--- Entries shown Enclosed Below ---

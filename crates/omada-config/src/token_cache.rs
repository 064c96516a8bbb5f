// ── Token cache ──
//
// Persists the latest access/refresh pair per profile so a restart resumes
// the token chain instead of spending a client-credentials grant.

use std::collections::HashMap;
use std::path::{Path, PathBuf};

use chrono::{DateTime, Utc};
use omada_api::{TokenSet, TokenStore};
use secrecy::{ExposeSecret, SecretString};
use serde::{Deserialize, Serialize};
use tracing::{debug, warn};

use crate::ConfigError;

#[derive(Debug, Default, Deserialize, Serialize)]
struct CacheFile {
    #[serde(default)]
    profiles: HashMap<String, CachedTokens>,
}

#[derive(Debug, Deserialize, Serialize)]
struct CachedTokens {
    access_token: String,
    refresh_token: String,
    expires_at: DateTime<Utc>,
}

/// A TOML file of token pairs keyed by profile name.
#[derive(Debug, Clone)]
pub struct TokenCache {
    path: PathBuf,
    profile: String,
}

impl TokenCache {
    pub fn new(path: impl Into<PathBuf>, profile: impl Into<String>) -> Self {
        Self {
            path: path.into(),
            profile: profile.into(),
        }
    }

    /// Cache at the platform data dir for `profile`.
    pub fn for_profile(profile: impl Into<String>) -> Self {
        Self::new(crate::token_cache_path(), profile)
    }

    pub fn path(&self) -> &Path {
        &self.path
    }

    /// The saved pair for this profile, if any.
    pub fn load(&self) -> Result<Option<TokenSet>, ConfigError> {
        let file = self.read()?;
        Ok(file.profiles.get(&self.profile).map(|cached| TokenSet {
            access_token: SecretString::from(cached.access_token.clone()),
            refresh_token: SecretString::from(cached.refresh_token.clone()),
            expires_at: cached.expires_at,
        }))
    }

    /// Write `tokens` for this profile, keeping other profiles' entries.
    pub fn save(&self, tokens: &TokenSet) -> Result<(), ConfigError> {
        let mut file = self.read()?;
        file.profiles.insert(
            self.profile.clone(),
            CachedTokens {
                access_token: tokens.access_token.expose_secret().to_owned(),
                refresh_token: tokens.refresh_token.expose_secret().to_owned(),
                expires_at: tokens.expires_at,
            },
        );
        self.write(&file)
    }

    /// Drop this profile's entry.
    pub fn clear(&self) -> Result<(), ConfigError> {
        let mut file = self.read()?;
        if file.profiles.remove(&self.profile).is_some() {
            self.write(&file)?;
        }
        Ok(())
    }

    fn read(&self) -> Result<CacheFile, ConfigError> {
        match std::fs::read_to_string(&self.path) {
            Ok(text) => toml::from_str(&text).map_err(|source| ConfigError::Parse {
                path: self.path.clone(),
                source,
            }),
            Err(e) if e.kind() == std::io::ErrorKind::NotFound => Ok(CacheFile::default()),
            Err(e) => Err(e.into()),
        }
    }

    fn write(&self, file: &CacheFile) -> Result<(), ConfigError> {
        if let Some(parent) = self.path.parent() {
            std::fs::create_dir_all(parent)?;
        }
        std::fs::write(&self.path, toml::to_string_pretty(file)?)?;
        restrict_permissions(&self.path)?;
        Ok(())
    }
}

#[cfg(unix)]
fn restrict_permissions(path: &Path) -> std::io::Result<()> {
    use std::os::unix::fs::PermissionsExt;
    std::fs::set_permissions(path, std::fs::Permissions::from_mode(0o600))
}

#[cfg(not(unix))]
fn restrict_permissions(_path: &Path) -> std::io::Result<()> {
    Ok(())
}

impl TokenStore for TokenCache {
    fn store(&self, tokens: &TokenSet) {
        match self.save(tokens) {
            Ok(()) => debug!(profile = %self.profile, expires_at = %tokens.expires_at, "token pair cached"),
            Err(e) => warn!(profile = %self.profile, error = %e, "failed to cache token pair"),
        }
    }
}

#[cfg(test)]
#[allow(clippy::unwrap_used)]
mod tests {
    use chrono::Duration;

    use super::*;

    fn tokens(access: &str) -> TokenSet {
        TokenSet {
            access_token: SecretString::from(access.to_owned()),
            refresh_token: SecretString::from(format!("{access}-refresh")),
            expires_at: DateTime::from_timestamp(1_800_000_000, 0).unwrap(),
        }
    }

    #[test]
    fn empty_cache_loads_nothing() {
        let dir = tempfile::tempdir().unwrap();
        let cache = TokenCache::new(dir.path().join("tokens.toml"), "home");
        assert!(cache.load().unwrap().is_none());
    }

    #[test]
    fn profiles_do_not_clobber_each_other() {
        let dir = tempfile::tempdir().unwrap();
        let path = dir.path().join("data").join("tokens.toml");
        let home = TokenCache::new(&path, "home");
        let lab = TokenCache::new(&path, "lab");

        home.store(&tokens("home-at"));
        lab.store(&tokens("lab-at"));

        let loaded = home.load().unwrap().unwrap();
        assert_eq!(loaded.access_token.expose_secret(), "home-at");
        assert_eq!(loaded.refresh_token.expose_secret(), "home-at-refresh");
        assert_eq!(loaded.expires_at, tokens("x").expires_at);
        assert_eq!(lab.load().unwrap().unwrap().access_token.expose_secret(), "lab-at");

        home.clear().unwrap();
        assert!(home.load().unwrap().is_none());
        assert!(lab.load().unwrap().is_some());
    }

    #[test]
    fn later_store_replaces_pair() {
        let dir = tempfile::tempdir().unwrap();
        let cache = TokenCache::new(dir.path().join("tokens.toml"), "home");
        cache.store(&tokens("first"));

        let mut next = tokens("second");
        next.expires_at += Duration::hours(2);
        cache.store(&next);

        let loaded = cache.load().unwrap().unwrap();
        assert_eq!(loaded.access_token.expose_secret(), "second");
        assert_eq!(loaded.expires_at, next.expires_at);
    }

    #[test]
    fn corrupt_file_is_a_parse_error() {
        let dir = tempfile::tempdir().unwrap();
        let path = dir.path().join("tokens.toml");
        std::fs::write(&path, "profiles = 3").unwrap();
        let cache = TokenCache::new(&path, "home");
        assert!(matches!(cache.load(), Err(ConfigError::Parse { .. })));
    }
}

--- End of Enclosed Entries shown ---

All of the entries above need to be reproduced verbatim.

filename crates/omada-config/src/token_cache.rs
repository 064c96516a8bbb5f
// ── Token cache ──
//
// Persists the latest access/refresh pair per profile so a restart resumes
// the token chain instead of spending a client-credentials grant.

use std::collections::HashMap;
use std::path::{Path, PathBuf};

use chrono::{DateTime, Utc};
use omada_api::{TokenSet, TokenStore};
use secrecy::{ExposeSecret, SecretString};
use serde::{Deserialize, Serialize};
use tracing::{debug, warn};

use crate::ConfigError;

#[derive(Debug, Default, Deserialize, Serialize)]
struct CacheFile {
    #[serde(default)]
    profiles: HashMap<String, CachedTokens>,
}

#[derive(Debug, Deserialize, Serialize)]
struct CachedTokens {
    access_token: String,
    refresh_token: String,
    expires_at: DateTime<Utc>,
}

/// A TOML file of token pairs keyed by profile name.
#[derive(Debug, Clone)]
pub struct TokenCache {
    path: PathBuf,
    profile: String,
}

impl TokenCache {
    pub fn new(path: impl Into<PathBuf>, profile: impl Into<String>) -> Self {
        Self {
            path: path.into(),
            profile: profile.into(),
        }
    }

    /// Cache at the platform data dir for `profile`.
    pub fn for_profile(profile: impl Into<String>) -> Self {
        Self::new(crate::token_cache_path(), profile)
    }

    pub fn path(&self) -> &Path {
        &self.path
    }

    /// The saved pair for this profile, if any.
    pub fn load(&self) -> Result<Option<TokenSet>, ConfigError> {
        let file = self.read()?;
        Ok(file.profiles.get(&self.profile).map(|cached| TokenSet {
            access_token: SecretString::from(cached.access_token.clone()),
            refresh_token: SecretString::from(cached.refresh_token.clone()),
            expires_at: cached.expires_at,
        }))
    }

    /// Write `tokens` for this profile, keeping other profiles' entries.
    pub fn save(&self, tokens: &TokenSet) -> Result<(), ConfigError> {
        let mut file = self.read()?;
        file.profiles.insert(
            self.profile.clone(),
            CachedTokens {
                access_token: tokens.access_token.expose_secret().to_owned(),
                refresh_token: tokens.refresh_token.expose_secret().to_owned(),
                expires_at: tokens.expires_at,
            },
        );
        self.write(&file)
    }

    /// Drop this profile's entry.
    pub fn clear(&self) -> Result<(), ConfigError> {
        let mut file = self.read()?;
        if file.profiles.remove(&self.profile).is_some() {
            self.write(&file)?;
        }
        Ok(())
    }

    fn read(&self) -> Result<CacheFile, ConfigError> {
        match std::fs::read_to_string(&self.path) {
            Ok(text) => toml::from_str(&text).map_err(|source| ConfigError::Parse {
                path: self.path.clone(),
                source,
            }),
            Err(e) if e.kind() == std::io::ErrorKind::NotFound => Ok(CacheFile::default()),
            Err(e) => Err(e.into()),
        }
    }

    fn write(&self, file: &CacheFile) -> Result<(), ConfigError> {
        if let Some(parent) = self.path.parent() {
            std::fs::create_dir_all(parent)?;
        }
        std::fs::write(&self.path, toml::to_string_pretty(file)?)?;
        restrict_permissions(&self.path)?;
        Ok(())
    }
}

#[cfg(unix)]
fn restrict_permissions(path: &Path) -> std::io::Result<()> {
    use std::os::unix::fs::PermissionsExt;
    std::fs::set_permissions(path, std::fs::Permissions::from_mode(0o600))
}

#[cfg(not(unix))]
fn restrict_permissions(_path: &Path) -> std::io::Result<()> {
    Ok(())
}

impl TokenStore for TokenCache {
    fn store(&self, tokens: &TokenSet) {
        match self.save(tokens) {
            Ok(()) => debug!(profile = %self.profile, expires_at = %tokens.expires_at, "token pair cached"),
            Err(e) => warn!(profile = %self.profile, error = %e, "failed to cache token pair"),
        }
    }
}

#[cfg(test)]
#[allow(clippy::unwrap_used)]
mod tests {
    use chrono::Duration;

    use super::*;

    fn tokens(access: &str) -> TokenSet {
        TokenSet {
            access_token: SecretString::from(access.to_owned()),
            refresh_token: SecretString::from(format!("{access}-refresh")),
            expires_at: DateTime::from_timestamp(1_800_000_000, 0).unwrap(),
        }
    }

    #[test]
    fn empty_cache_loads_nothing() {
        let dir = tempfile::tempdir().unwrap();
        let cache = TokenCache::new(dir.path().join("tokens.toml"), "home");
        assert!(cache.load().unwrap().is_none());
    }

    #[test]
    fn profiles_do_not_clobber_each_other() {
        let dir = tempfile::tempdir().unwrap();
        let path = dir.path().join("data").join("tokens.toml");
        let home = TokenCache::new(&path, "home");
        let lab = TokenCache::new(&path, "lab");

        home.store(&tokens("home-at"));
        lab.store(&tokens("lab-at"));

        let loaded = home.load().unwrap().unwrap();
        assert_eq!(loaded.access_token.expose_secret(), "home-at");
        assert_eq!(loaded.refresh_token.expose_secret(), "home-at-refresh");
        assert_eq!(loaded.expires_at, tokens("x").expires_at);
        assert_eq!(lab.load().unwrap().unwrap().access_token.expose_secret(), "lab-at");

        home.clear().unwrap();
        assert!(home.load().unwrap().is_none());
        assert!(lab.load().unwrap().is_some());
    }

    #[test]
    fn later_store_replaces_pair() {
        let dir = tempfile::tempdir().unwrap();
        let cache = TokenCache::new(dir.path().join("tokens.toml"), "home");
        cache.store(&tokens("first"));

        let mut next = tokens("second");
        next.expires_at += Duration::hours(2);
        cache.store(&next);

        let loaded = cache.load().unwrap().unwrap();
        assert_eq!(loaded.access_token.expose_secret(), "second");
        assert_eq!(loaded.expires_at, next.expires_at);
    }

    #[test]
    fn corrupt_file_is_a_parse_error() {
        let dir = tempfile::tempdir().unwrap();
        let path = dir.path().join("tokens.toml");
        std::fs::write(&path, "profiles = 3").unwrap();
        let cache = TokenCache::new(&path, "home");
        assert!(matches!(cache.load(), Err(ConfigError::Parse { .. })));
    }
}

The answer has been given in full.